▸ **Task prompt**:
All that should come back is the lines of the data below from the one containing "fn cert_chain(&self, slot: CertSlot)" to the one containing "fn private_key(&self, slot: CertSlot)", inclusive, exactly as they stand.

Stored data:
______________________________

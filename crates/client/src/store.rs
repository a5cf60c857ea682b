//! Write-once stores for fetched secret and certificate material.
//!
//! Responsibilities:
//! - Hold fetched bytes as `secrecy::SecretSlice<u8>`, one slot per requested key.
//! - Expose a safe view (`marshal_safe`) that reports presence only.
//! - Parse certificate slots into rustls PEM types on demand.
//!
//! Invariants:
//! - A requested key always has a slot; `None` means the fetch failed.
//! - A slot that holds bytes is never overwritten.
//! - `Debug`, `Serialize` and `marshal_safe` never include secret bytes.

use std::collections::BTreeMap;
use std::fmt;

use rustls_pki_types::pem::PemObject;
use rustls_pki_types::{CertificateDer, PrivateKeyDer};
use secrecy::{ExposeSecret, SecretSlice};
use serde::{Serialize, Serializer};
use serde_json::json;

use keyscope_config::CertSlot;

use crate::error::{ClientError, Result};

type Slot = Option<SecretSlice<u8>>;

/// Insert unless the slot already holds bytes. Returns true if stored.
fn insert_once<K: Ord>(slots: &mut BTreeMap<K, Slot>, key: K, value: Option<Vec<u8>>) -> bool {
    match slots.get(&key) {
        Some(Some(_)) => false,
        _ => {
            slots.insert(key, value.map(SecretSlice::from));
            true
        }
    }
}

fn presence(slot: &Slot) -> serde_json::Value {
    json!({ "present": slot.is_some() })
}

/// Secret bytes keyed by logical key, in the order keys were first requested.
#[derive(Default)]
pub struct SecretStore {
    secrets: Vec<(String, Slot)>,
}

impl SecretStore {
    pub fn new() -> Self {
        Self::default()
    }

    fn position(&self, key: &str) -> Option<usize> {
        self.secrets.iter().position(|(existing, _)| existing == key)
    }

    /// Store `slot` under `key` unless bytes are already held there.
    fn put(&mut self, key: String, slot: Slot) -> bool {
        match self.position(&key) {
            Some(index) if self.secrets[index].1.is_some() => false,
            Some(index) => {
                self.secrets[index].1 = slot;
                true
            }
            None => {
                self.secrets.push((key, slot));
                true
            }
        }
    }

    /// Record the outcome for `key`. A slot that already holds bytes is kept.
    pub fn insert(&mut self, key: impl Into<String>, value: Option<Vec<u8>>) -> bool {
        self.put(key.into(), value.map(SecretSlice::from))
    }

    /// Fold another store in, keeping bytes already present here.
    pub fn absorb(&mut self, other: SecretStore) {
        for (key, slot) in other.secrets {
            self.put(key, slot);
        }
    }

    /// Bytes for `key`, or `None` when absent or never requested.
    pub fn get_secret(&self, key: &str) -> Option<&[u8]> {
        self.position(key)
            .and_then(|index| self.secrets[index].1.as_ref())
            .map(|secret| secret.expose_secret())
    }

    /// True if `key` was requested, whether or not it was fetched.
    pub fn contains_key(&self, key: &str) -> bool {
        self.position(key).is_some()
    }

    pub fn is_available(&self, key: &str) -> bool {
        self.get_secret(key).is_some()
    }

    /// Requested keys, first request first.
    pub fn keys(&self) -> impl Iterator<Item = &str> {
        self.secrets.iter().map(|(key, _)| key.as_str())
    }

    pub fn len(&self) -> usize {
        self.secrets.len()
    }

    pub fn is_empty(&self) -> bool {
        self.secrets.is_empty()
    }

    pub fn available_count(&self) -> usize {
        self.secrets.iter().filter(|(_, slot)| slot.is_some()).count()
    }

    /// `{key: {"present": bool}}` for every requested key, in request order.
    pub fn marshal_safe(&self) -> serde_json::Value {
        let map = self
            .secrets
            .iter()
            .map(|(key, slot)| (key.clone(), presence(slot)))
            .collect::<serde_json::Map<_, _>>();
        serde_json::Value::Object(map)
    }
}

impl fmt::Debug for SecretStore {
    fn fmt(&self, f: &mut fmt::Formatter<'_>) -> fmt::Result {
        f.debug_map()
            .entries(
                self.secrets
                    .iter()
                    .map(|(key, slot)| (key, if slot.is_some() { "present" } else { "absent" })),
            )
            .finish()
    }
}

impl Serialize for SecretStore {
    fn serialize<S: Serializer>(&self, serializer: S) -> std::result::Result<S::Ok, S::Error> {
        self.marshal_safe().serialize(serializer)
    }
}

/// Certificate and key material in the four named slots.
#[derive(Default)]
pub struct CertStore {
    slots: BTreeMap<CertSlot, Slot>,
}

impl CertStore {
    pub fn new() -> Self {
        Self::default()
    }

    pub fn insert(&mut self, slot: CertSlot, value: Option<Vec<u8>>) -> bool {
        insert_once(&mut self.slots, slot, value)
    }

    pub fn absorb(&mut self, other: CertStore) {
        for (slot, value) in other.slots {
            match self.slots.get(&slot) {
                Some(Some(_)) => {}
                _ => {
                    self.slots.insert(slot, value);
                }
            }
        }
    }

    pub fn get(&self, slot: CertSlot) -> Option<&[u8]> {
        self.slots
            .get(&slot)
            .and_then(Option::as_ref)
            .map(|secret| secret.expose_secret())
    }

    pub fn server_cert(&self) -> Option<&[u8]> {
        self.get(CertSlot::ServerCert)
    }

    pub fn server_key(&self) -> Option<&[u8]> {
        self.get(CertSlot::ServerKey)
    }

    pub fn client_cert(&self) -> Option<&[u8]> {
        self.get(CertSlot::ClientCert)
    }

    pub fn client_key(&self) -> Option<&[u8]> {
        self.get(CertSlot::ClientKey)
    }

    /// True if `slot` was requested.
    pub fn is_requested(&self, slot: CertSlot) -> bool {
        self.slots.contains_key(&slot)
    }

    pub fn is_empty(&self) -> bool {
        self.slots.is_empty()
    }

    pub fn available_count(&self) -> usize {
        self.slots.values().filter(|slot| slot.is_some()).count()
    }

    /// Certificates in the server cert slot, leaf first.
    pub fn server_cert_chain(&self) -> Result<Vec<CertificateDer<'static>>> {
        self.cert_chain(CertSlot::ServerCert)
    }

    pub fn client_cert_chain(&self) -> Result<Vec<CertificateDer<'static>>> {
        self.cert_chain(CertSlot::ClientCert)
    }

    pub fn server_private_key(&self) -> Result<PrivateKeyDer<'static>> {
        self.private_key(CertSlot::ServerKey)
    }

    pub fn client_private_key(&self) -> Result<PrivateKeyDer<'static>> {
        self.private_key(CertSlot::ClientKey)
    }

    fn cert_chain(&self, slot: CertSlot) -> Result<Vec<CertificateDer<'static>>> {
        let pem = self.get(slot).ok_or(ClientError::MissingCertificate(slot))?;
        let chain = CertificateDer::pem_slice_iter(pem)
            .collect::<std::result::Result<Vec<_>, _>>()
            .map_err(|e| ClientError::InvalidCertificate {
                slot,
                message: format!("{e:?}"),
            })?;
        if chain.is_empty() {
            return Err(ClientError::InvalidCertificate {
                slot,
                message: "no certificates found".to_string(),
            });
        }
        Ok(chain)
    }

    fn private_key(&self, slot: CertSlot) -> Result<PrivateKeyDer<'static>> {
        let pem = self.get(slot).ok_or(ClientError::MissingCertificate(slot))?;
        PrivateKeyDer::from_pem_slice(pem).map_err(|e| ClientError::InvalidCertificate {
            slot,
            message: format!("{e:?}"),
        })
    }

    /// `{slot: {"present": bool}}` for every requested slot.
    pub fn marshal_safe(&self) -> serde_json::Value {
        let map = self
            .slots
            .iter()
            .map(|(slot, value)| (slot.as_str().to_string(), presence(value)))
            .collect::<serde_json::Map<_, _>>();
        serde_json::Value::Object(map)
    }
}

impl fmt::Debug for CertStore {
    fn fmt(&self, f: &mut fmt::Formatter<'_>) -> fmt::Result {
        f.debug_map()
            .entries(self.slots.iter().map(|(slot, value)| {
                (slot.as_str(), if value.is_some() { "present" } else { "absent" })
            }))
            .finish()
    }
}

impl Serialize for CertStore {
    fn serialize<S: Serializer>(&self, serializer: S) -> std::result::Result<S::Ok, S::Error> {
        self.marshal_safe().serialize(serializer)
    }
}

______________________________

▸ **Output below**:
    fn cert_chain(&self, slot: CertSlot) -> Result<Vec<CertificateDer<'static>>> {
        let pem = self.get(slot).ok_or(ClientError::MissingCertificate(slot))?;
        let chain = CertificateDer::pem_slice_iter(pem)
            .collect::<std::result::Result<Vec<_>, _>>()
            .map_err(|e| ClientError::InvalidCertificate {
                slot,
                message: format!("{e:?}"),
            })?;
        if chain.is_empty() {
            return Err(ClientError::InvalidCertificate {
                slot,
                message: "no certificates found".to_string(),
            });
        }
        Ok(chain)
    }

    fn private_key(&self, slot: CertSlot) -> Result<PrivateKeyDer<'static>> {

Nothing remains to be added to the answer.